> [PROBLEM DETAILS]: Show me each line of the listing below where the word "println" appears.
*** EXCERPTED DATA
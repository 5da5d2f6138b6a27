use comfy_table::modifiers::UTF8_ROUND_CORNERS;
use comfy_table::presets::UTF8_FULL_CONDENSED;
use comfy_table::{Attribute, Cell, CellAlignment, Color, ContentArrangement, Table};

use nfse_model::TableStats;
use nfse_transform::data_utils::format_numeric;

use nfse_cli::types::RunSummary;

/// Tolerance below which a regional difference is shown as balanced.
const BALANCED_EPSILON: f64 = 0.005;

pub fn print_summary(summary: &RunSummary) {
    println!("Authority: {}", summary.authority_path.display());
    println!("Ledger: {}", summary.ledger_path.display());
    print_table_stats(summary);
    print_comparison(summary);
    print_dropped(summary);

    println!(
        "Unmatched authority records: {} (matched {}, ledger-only keys {})",
        summary.unmatched_rows, summary.matched_rows, summary.ledger_only_keys
    );
    if summary.unreadable_invoices > 0 {
        println!(
            "Listed without an invoice number (unreadable in the authority extract): {}",
            summary.unreadable_invoices
        );
    }
    if summary.dry_run {
        println!("Dry run: no files written");
    } else {
        for path in &summary.outputs {
            println!("Wrote {}", path.display());
        }
    }
}

fn print_table_stats(summary: &RunSummary) {
    let mut table = Table::new();
    table.set_header(vec![
        header_cell("Table"),
        header_cell("Loaded"),
        header_cell("Dropped"),
        header_cell("Duplicates"),
        header_cell("Rows"),
        header_cell("Not totalled"),
    ]);
    apply_table_style(&mut table);
    for index in 1..6 {
        align_column(&mut table, index, CellAlignment::Right);
    }
    for (name, stats) in [("authority", &summary.authority), ("ledger", &summary.ledger)] {
        table.add_row(stats_row(name, stats));
    }
    println!("{table}");
}

fn stats_row(name: &str, stats: &TableStats) -> Vec<Cell> {
    vec![
        Cell::new(name).add_attribute(Attribute::Bold),
        Cell::new(stats.loaded_rows),
        count_cell(stats.coercion_dropped, Color::Yellow),
        count_cell(stats.duplicates_removed, Color::Yellow),
        Cell::new(stats.final_rows),
        count_cell(stats.aggregate_skipped, Color::Yellow),
    ]
}

fn print_comparison(summary: &RunSummary) {
    if summary.comparison.is_empty() {
        return;
    }
    let mut table = Table::new();
    table.set_header(vec![
        header_cell("UF"),
        header_cell("Authority"),
        header_cell("Ledger"),
        header_cell("Difference"),
    ]);
    apply_table_style(&mut table);
    align_column(&mut table, 0, CellAlignment::Center);
    for index in 1..4 {
        align_column(&mut table, index, CellAlignment::Right);
    }
    let mut authority_sum = 0.0;
    let mut ledger_sum = 0.0;
    for row in &summary.comparison {
        authority_sum += row.authority_total;
        ledger_sum += row.ledger_total;
        table.add_row(vec![
            Cell::new(&row.region_code),
            Cell::new(format_numeric(row.authority_total)),
            Cell::new(format_numeric(row.ledger_total)),
            difference_cell(row.difference()),
        ]);
    }
    table.add_row(vec![
        Cell::new("TOTAL")
            .fg(Color::Cyan)
            .add_attribute(Attribute::Bold),
        Cell::new(format_numeric(authority_sum)).add_attribute(Attribute::Bold),
        Cell::new(format_numeric(ledger_sum)).add_attribute(Attribute::Bold),
        difference_cell(authority_sum - ledger_sum).add_attribute(Attribute::Bold),
    ]);
    println!("{table}");
}

fn print_dropped(summary: &RunSummary) {
    if summary.dropped_by_column.is_empty() {
        return;
    }
    let mut table = Table::new();
    table.set_header(vec![header_cell("Column"), header_cell("Dropped rows")]);
    apply_table_style(&mut table);
    align_column(&mut table, 1, CellAlignment::Right);
    for (column, count) in &summary.dropped_by_column {
        table.add_row(vec![Cell::new(column), count_cell(*count, Color::Yellow)]);
    }
    println!("{table}");
}

fn difference_cell(value: f64) -> Cell {
    if value.abs() < BALANCED_EPSILON {
        dim_cell(format_numeric(0.0))
    } else {
        Cell::new(format_numeric(value))
            .fg(Color::Red)
            .add_attribute(Attribute::Bold)
    }
}

fn count_cell(count: usize, color: Color) -> Cell {
    if count > 0 {
        Cell::new(count).fg(color).add_attribute(Attribute::Bold)
    } else {
        dim_cell(count)
    }
}

pub fn apply_table_style(table: &mut Table) {
    table
        .load_preset(UTF8_FULL_CONDENSED)
        .apply_modifier(UTF8_ROUND_CORNERS)
        .set_content_arrangement(ContentArrangement::Dynamic)
        .set_width(120);
}

pub fn align_column(table: &mut Table, index: usize, alignment: CellAlignment) {
    if let Some(column) = table.column_mut(index) {
        column.set_cell_alignment(alignment);
    }
}

pub fn header_cell(label: &str) -> Cell {
    Cell::new(label)
        .fg(Color::Cyan)
        .add_attribute(Attribute::Bold)
}

pub fn dim_cell<T: ToString>(value: T) -> Cell {
    Cell::new(value).fg(Color::DarkGrey)
}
******
> [ANSWER BOX]:
    println!("Authority: {}", summary.authority_path.display());
    println!("Ledger: {}", summary.ledger_path.display());
    println!(
        println!(
        println!("Dry run: no files written");
            println!("Wrote {}", path.display());
    println!("{table}");
    println!("{table}");
    println!("{table}");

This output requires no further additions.